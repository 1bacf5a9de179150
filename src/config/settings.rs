// Copyright 2025 Kirky.X
//
// Licensed under the Apache License, Version 2.0 (the "License");
// you may not use this file except in compliance with the License.
// You may obtain a copy of the License at
//
//     http://www.apache.org/licenses/LICENSE-2.0
//
// Unless required by applicable law or agreed to in writing, software
// distributed under the License is distributed on an "AS IS" BASIS,
// WITHOUT WARRANTIES OR CONDITIONS OF ANY KIND, either express or implied.
// See the License for the specific language governing permissions and
// limitations under the License.

use config::{Config, ConfigError, Environment, File};
use serde::Deserialize;
use std::time::Duration;

use crate::engines::traits::FetcherConfig;

/// 应用程序配置设置
///
/// 包含数据库、审计管道、工作器、PageSpeed、日志和指标等所有配置项
#[derive(Debug, Clone, Deserialize)]
pub struct Settings {
    /// 数据库配置
    pub database: DatabaseSettings,
    /// 审计管道各阶段的预算配置
    pub pipeline: PipelineSettings,
    /// 工作器配置
    pub workers: WorkerSettings,
    /// PageSpeed 配置
    pub pagespeed: PageSpeedSettings,
    /// 日志配置
    pub logging: LoggingSettings,
    /// 指标配置
    pub metrics: MetricsSettings,
}

/// 数据库配置设置
#[derive(Debug, Clone, Deserialize)]
pub struct DatabaseSettings {
    /// 数据库连接URL
    pub url: String,
    /// 最大连接数
    pub max_connections: Option<u32>,
    /// 最小连接数
    pub min_connections: Option<u32>,
    /// 连接超时时间（秒）
    pub connect_timeout: Option<u64>,
    /// 空闲连接超时时间（秒）
    pub idle_timeout: Option<u64>,
}

/// 审计管道配置
///
/// 每个阶段的重试与超时预算都在这里显式给出：
/// 抓取器（单次请求超时、重试次数、退避、重定向上限）、
/// 页面工作器（整体超时）、编排器（外层超时）以及批处理并发上限。
#[derive(Debug, Clone, Deserialize)]
pub struct PipelineSettings {
    /// 单次抓取超时（毫秒）
    pub fetch_timeout_ms: u64,
    /// 抓取总尝试次数（含首次）
    pub fetch_retries: u32,
    /// 重试间的固定退避（毫秒）
    pub fetch_backoff_ms: u64,
    /// 最大重定向次数
    pub max_redirects: usize,
    /// 批处理并发上限
    pub concurrency_limit: usize,
    /// 单个页面任务的整体超时（毫秒）
    pub page_timeout_ms: u64,
    /// 整个审计运行的外层超时（毫秒）
    pub outer_run_timeout_ms: u64,
    /// 抓取时使用的 User-Agent
    pub user_agent: String,
}

impl PipelineSettings {
    /// 转换为抓取器配置
    pub fn fetcher_config(&self) -> FetcherConfig {
        FetcherConfig {
            timeout: Duration::from_millis(self.fetch_timeout_ms),
            max_attempts: self.fetch_retries.max(1),
            backoff: Duration::from_millis(self.fetch_backoff_ms),
            max_redirects: self.max_redirects,
            user_agent: self.user_agent.clone(),
        }
    }

    /// 转换为管道运行限制
    pub fn limits(&self) -> PipelineLimits {
        PipelineLimits {
            concurrency_limit: self.concurrency_limit.max(1),
            page_timeout: Duration::from_millis(self.page_timeout_ms),
            outer_run_timeout: Duration::from_millis(self.outer_run_timeout_ms),
        }
    }
}

/// 管道运行限制
#[derive(Debug, Clone, Copy)]
pub struct PipelineLimits {
    /// 批处理并发上限
    pub concurrency_limit: usize,
    /// 单个页面任务的整体超时
    pub page_timeout: Duration,
    /// 整个审计运行的外层超时
    pub outer_run_timeout: Duration,
}

impl Default for PipelineLimits {
    fn default() -> Self {
        Self {
            concurrency_limit: 10,
            page_timeout: Duration::from_secs(60),
            outer_run_timeout: Duration::from_secs(15 * 60),
        }
    }
}

/// 工作器配置设置
#[derive(Debug, Clone, Deserialize)]
pub struct WorkerSettings {
    /// 审计工作器数量
    pub audit_workers: usize,
    /// 轮询排队审计的间隔（毫秒）
    pub poll_interval_ms: u64,
    /// 补充数据工作器数量
    pub enrichment_workers: usize,
    /// 补充数据队列容量
    pub enrichment_queue_capacity: usize,
    /// running 状态持续多久后视为中断（毫秒），应大于外层超时
    pub stale_run_after_ms: u64,
    /// 遗留运行扫描间隔（毫秒）
    pub sweep_interval_ms: u64,
}

/// PageSpeed 配置设置
#[derive(Debug, Clone, Deserialize)]
pub struct PageSpeedSettings {
    /// API 密钥，未配置时跳过补充数据
    pub api_key: Option<String>,
    /// API 基础地址
    pub base_url: String,
    /// 请求超时（毫秒）
    pub timeout_ms: u64,
}

/// 日志配置设置
#[derive(Debug, Clone, Deserialize)]
pub struct LoggingSettings {
    /// 默认过滤规则，`RUST_LOG` 优先
    pub filter: String,
    /// 是否输出 JSON 格式日志
    pub json: bool,
}

/// 指标配置设置
#[derive(Debug, Clone, Deserialize)]
pub struct MetricsSettings {
    /// 是否启用 Prometheus 导出
    pub enabled: bool,
    /// 导出监听地址
    pub listen_addr: String,
}

impl Settings {
    /// 创建新的配置实例
    ///
    /// 依次叠加默认值、配置文件和环境变量
    ///
    /// # Returns
    ///
    /// * `Ok(Settings)` - 成功加载的配置
    /// * `Err(ConfigError)` - 配置加载失败
    pub fn new() -> Result<Self, ConfigError> {
        let env = std::env::var("APP_ENVIRONMENT").unwrap_or_else(|_| "default".to_string());
        let builder = Config::builder()
            // Default DB settings
            .set_default("database.url", "sqlite://siteaudit.db?mode=rwc")?
            .set_default("database.max_connections", 20)?
            .set_default("database.min_connections", 2)?
            .set_default("database.connect_timeout", 10)?
            .set_default("database.idle_timeout", 300)?
            // Default pipeline budgets
            .set_default("pipeline.fetch_timeout_ms", 20_000)?
            .set_default("pipeline.fetch_retries", 2)?
            .set_default("pipeline.fetch_backoff_ms", 100)?
            .set_default("pipeline.max_redirects", 5)?
            .set_default("pipeline.concurrency_limit", 10)?
            .set_default("pipeline.page_timeout_ms", 60_000)?
            .set_default("pipeline.outer_run_timeout_ms", 900_000)?
            .set_default(
                "pipeline.user_agent",
                "Mozilla/5.0 (compatible; siteaudit/0.1; +https://siteaudit.dev/bot)",
            )?
            // Default worker settings
            .set_default("workers.audit_workers", 2)?
            .set_default("workers.poll_interval_ms", 1_000)?
            .set_default("workers.enrichment_workers", 2)?
            .set_default("workers.enrichment_queue_capacity", 256)?
            .set_default("workers.stale_run_after_ms", 1_800_000)?
            .set_default("workers.sweep_interval_ms", 60_000)?
            // Default PageSpeed settings
            .set_default(
                "pagespeed.base_url",
                "https://www.googleapis.com/pagespeedonline/v5/runPagespeed",
            )?
            .set_default("pagespeed.timeout_ms", 60_000)?
            // Default logging / metrics settings
            .set_default("logging.filter", "info,siteaudit=debug")?
            .set_default("logging.json", false)?
            .set_default("metrics.enabled", true)?
            .set_default("metrics.listen_addr", "0.0.0.0:9000")?
            .add_source(File::with_name("config/default").required(false))
            .add_source(File::with_name(&format!("config/{}", env)).required(false))
            .add_source(Environment::with_prefix("SITEAUDIT").separator("__"));

        builder.build()?.try_deserialize()
    }
}

#[cfg(test)]
#[path = "settings_test.rs"]
mod tests;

******

→ **What to do**
Without omitting anything, reproduce the whole of the data.

→ **Answer to the exercise**
repository 1bacf5a9de179150
filename src/config/settings.rs
// Copyright 2025 Kirky.X
//
// Licensed under the Apache License, Version 2.0 (the "License");
// you may not use this file except in compliance with the License.
// You may obtain a copy of the License at
//
//     http://www.apache.org/licenses/LICENSE-2.0
//
// Unless required by applicable law or agreed to in writing, software
// distributed under the License is distributed on an "AS IS" BASIS,
// WITHOUT WARRANTIES OR CONDITIONS OF ANY KIND, either express or implied.
// See the License for the specific language governing permissions and
// limitations under the License.

use config::{Config, ConfigError, Environment, File};
use serde::Deserialize;
use std::time::Duration;

use crate::engines::traits::FetcherConfig;

/// 应用程序配置设置
///
/// 包含数据库、审计管道、工作器、PageSpeed、日志和指标等所有配置项
#[derive(Debug, Clone, Deserialize)]
pub struct Settings {
    /// 数据库配置
    pub database: DatabaseSettings,
    /// 审计管道各阶段的预算配置
    pub pipeline: PipelineSettings,
    /// 工作器配置
    pub workers: WorkerSettings,
    /// PageSpeed 配置
    pub pagespeed: PageSpeedSettings,
    /// 日志配置
    pub logging: LoggingSettings,
    /// 指标配置
    pub metrics: MetricsSettings,
}

/// 数据库配置设置
#[derive(Debug, Clone, Deserialize)]
pub struct DatabaseSettings {
    /// 数据库连接URL
    pub url: String,
    /// 最大连接数
    pub max_connections: Option<u32>,
    /// 最小连接数
    pub min_connections: Option<u32>,
    /// 连接超时时间（秒）
    pub connect_timeout: Option<u64>,
    /// 空闲连接超时时间（秒）
    pub idle_timeout: Option<u64>,
}

/// 审计管道配置
///
/// 每个阶段的重试与超时预算都在这里显式给出：
/// 抓取器（单次请求超时、重试次数、退避、重定向上限）、
/// 页面工作器（整体超时）、编排器（外层超时）以及批处理并发上限。
#[derive(Debug, Clone, Deserialize)]
pub struct PipelineSettings {
    /// 单次抓取超时（毫秒）
    pub fetch_timeout_ms: u64,
    /// 抓取总尝试次数（含首次）
    pub fetch_retries: u32,
    /// 重试间的固定退避（毫秒）
    pub fetch_backoff_ms: u64,
    /// 最大重定向次数
    pub max_redirects: usize,
    /// 批处理并发上限
    pub concurrency_limit: usize,
    /// 单个页面任务的整体超时（毫秒）
    pub page_timeout_ms: u64,
    /// 整个审计运行的外层超时（毫秒）
    pub outer_run_timeout_ms: u64,
    /// 抓取时使用的 User-Agent
    pub user_agent: String,
}

impl PipelineSettings {
    /// 转换为抓取器配置
    pub fn fetcher_config(&self) -> FetcherConfig {
        FetcherConfig {
            timeout: Duration::from_millis(self.fetch_timeout_ms),
            max_attempts: self.fetch_retries.max(1),
            backoff: Duration::from_millis(self.fetch_backoff_ms),
            max_redirects: self.max_redirects,
            user_agent: self.user_agent.clone(),
        }
    }

    /// 转换为管道运行限制
    pub fn limits(&self) -> PipelineLimits {
        PipelineLimits {
            concurrency_limit: self.concurrency_limit.max(1),
            page_timeout: Duration::from_millis(self.page_timeout_ms),
            outer_run_timeout: Duration::from_millis(self.outer_run_timeout_ms),
        }
    }
}

/// 管道运行限制
#[derive(Debug, Clone, Copy)]
pub struct PipelineLimits {
    /// 批处理并发上限
    pub concurrency_limit: usize,
    /// 单个页面任务的整体超时
    pub page_timeout: Duration,
    /// 整个审计运行的外层超时
    pub outer_run_timeout: Duration,
}

impl Default for PipelineLimits {
    fn default() -> Self {
        Self {
            concurrency_limit: 10,
            page_timeout: Duration::from_secs(60),
            outer_run_timeout: Duration::from_secs(15 * 60),
        }
    }
}

/// 工作器配置设置
#[derive(Debug, Clone, Deserialize)]
pub struct WorkerSettings {
    /// 审计工作器数量
    pub audit_workers: usize,
    /// 轮询排队审计的间隔（毫秒）
    pub poll_interval_ms: u64,
    /// 补充数据工作器数量
    pub enrichment_workers: usize,
    /// 补充数据队列容量
    pub enrichment_queue_capacity: usize,
    /// running 状态持续多久后视为中断（毫秒），应大于外层超时
    pub stale_run_after_ms: u64,
    /// 遗留运行扫描间隔（毫秒）
    pub sweep_interval_ms: u64,
}

/// PageSpeed 配置设置
#[derive(Debug, Clone, Deserialize)]
pub struct PageSpeedSettings {
    /// API 密钥，未配置时跳过补充数据
    pub api_key: Option<String>,
    /// API 基础地址
    pub base_url: String,
    /// 请求超时（毫秒）
    pub timeout_ms: u64,
}

/// 日志配置设置
#[derive(Debug, Clone, Deserialize)]
pub struct LoggingSettings {
    /// 默认过滤规则，`RUST_LOG` 优先
    pub filter: String,
    /// 是否输出 JSON 格式日志
    pub json: bool,
}

/// 指标配置设置
#[derive(Debug, Clone, Deserialize)]
pub struct MetricsSettings {
    /// 是否启用 Prometheus 导出
    pub enabled: bool,
    /// 导出监听地址
    pub listen_addr: String,
}

impl Settings {
    /// 创建新的配置实例
    ///
    /// 依次叠加默认值、配置文件和环境变量
    ///
    /// # Returns
    ///
    /// * `Ok(Settings)` - 成功加载的配置
    /// * `Err(ConfigError)` - 配置加载失败
    pub fn new() -> Result<Self, ConfigError> {
        let env = std::env::var("APP_ENVIRONMENT").unwrap_or_else(|_| "default".to_string());
        let builder = Config::builder()
            // Default DB settings
            .set_default("database.url", "sqlite://siteaudit.db?mode=rwc")?
            .set_default("database.max_connections", 20)?
            .set_default("database.min_connections", 2)?
            .set_default("database.connect_timeout", 10)?
            .set_default("database.idle_timeout", 300)?
            // Default pipeline budgets
            .set_default("pipeline.fetch_timeout_ms", 20_000)?
            .set_default("pipeline.fetch_retries", 2)?
            .set_default("pipeline.fetch_backoff_ms", 100)?
            .set_default("pipeline.max_redirects", 5)?
            .set_default("pipeline.concurrency_limit", 10)?
            .set_default("pipeline.page_timeout_ms", 60_000)?
            .set_default("pipeline.outer_run_timeout_ms", 900_000)?
            .set_default(
                "pipeline.user_agent",
                "Mozilla/5.0 (compatible; siteaudit/0.1; +https://siteaudit.dev/bot)",
            )?
            // Default worker settings
            .set_default("workers.audit_workers", 2)?
            .set_default("workers.poll_interval_ms", 1_000)?
            .set_default("workers.enrichment_workers", 2)?
            .set_default("workers.enrichment_queue_capacity", 256)?
            .set_default("workers.stale_run_after_ms", 1_800_000)?
            .set_default("workers.sweep_interval_ms", 60_000)?
            // Default PageSpeed settings
            .set_default(
                "pagespeed.base_url",
                "https://www.googleapis.com/pagespeedonline/v5/runPagespeed",
            )?
            .set_default("pagespeed.timeout_ms", 60_000)?
            // Default logging / metrics settings
            .set_default("logging.filter", "info,siteaudit=debug")?
            .set_default("logging.json", false)?
            .set_default("metrics.enabled", true)?
            .set_default("metrics.listen_addr", "0.0.0.0:9000")?
            .add_source(File::with_name("config/default").required(false))
            .add_source(File::with_name(&format!("config/{}", env)).required(false))
            .add_source(Environment::with_prefix("SITEAUDIT").separator("__"));

        builder.build()?.try_deserialize()
    }
}

#[cfg(test)]
#[path = "settings_test.rs"]
mod tests;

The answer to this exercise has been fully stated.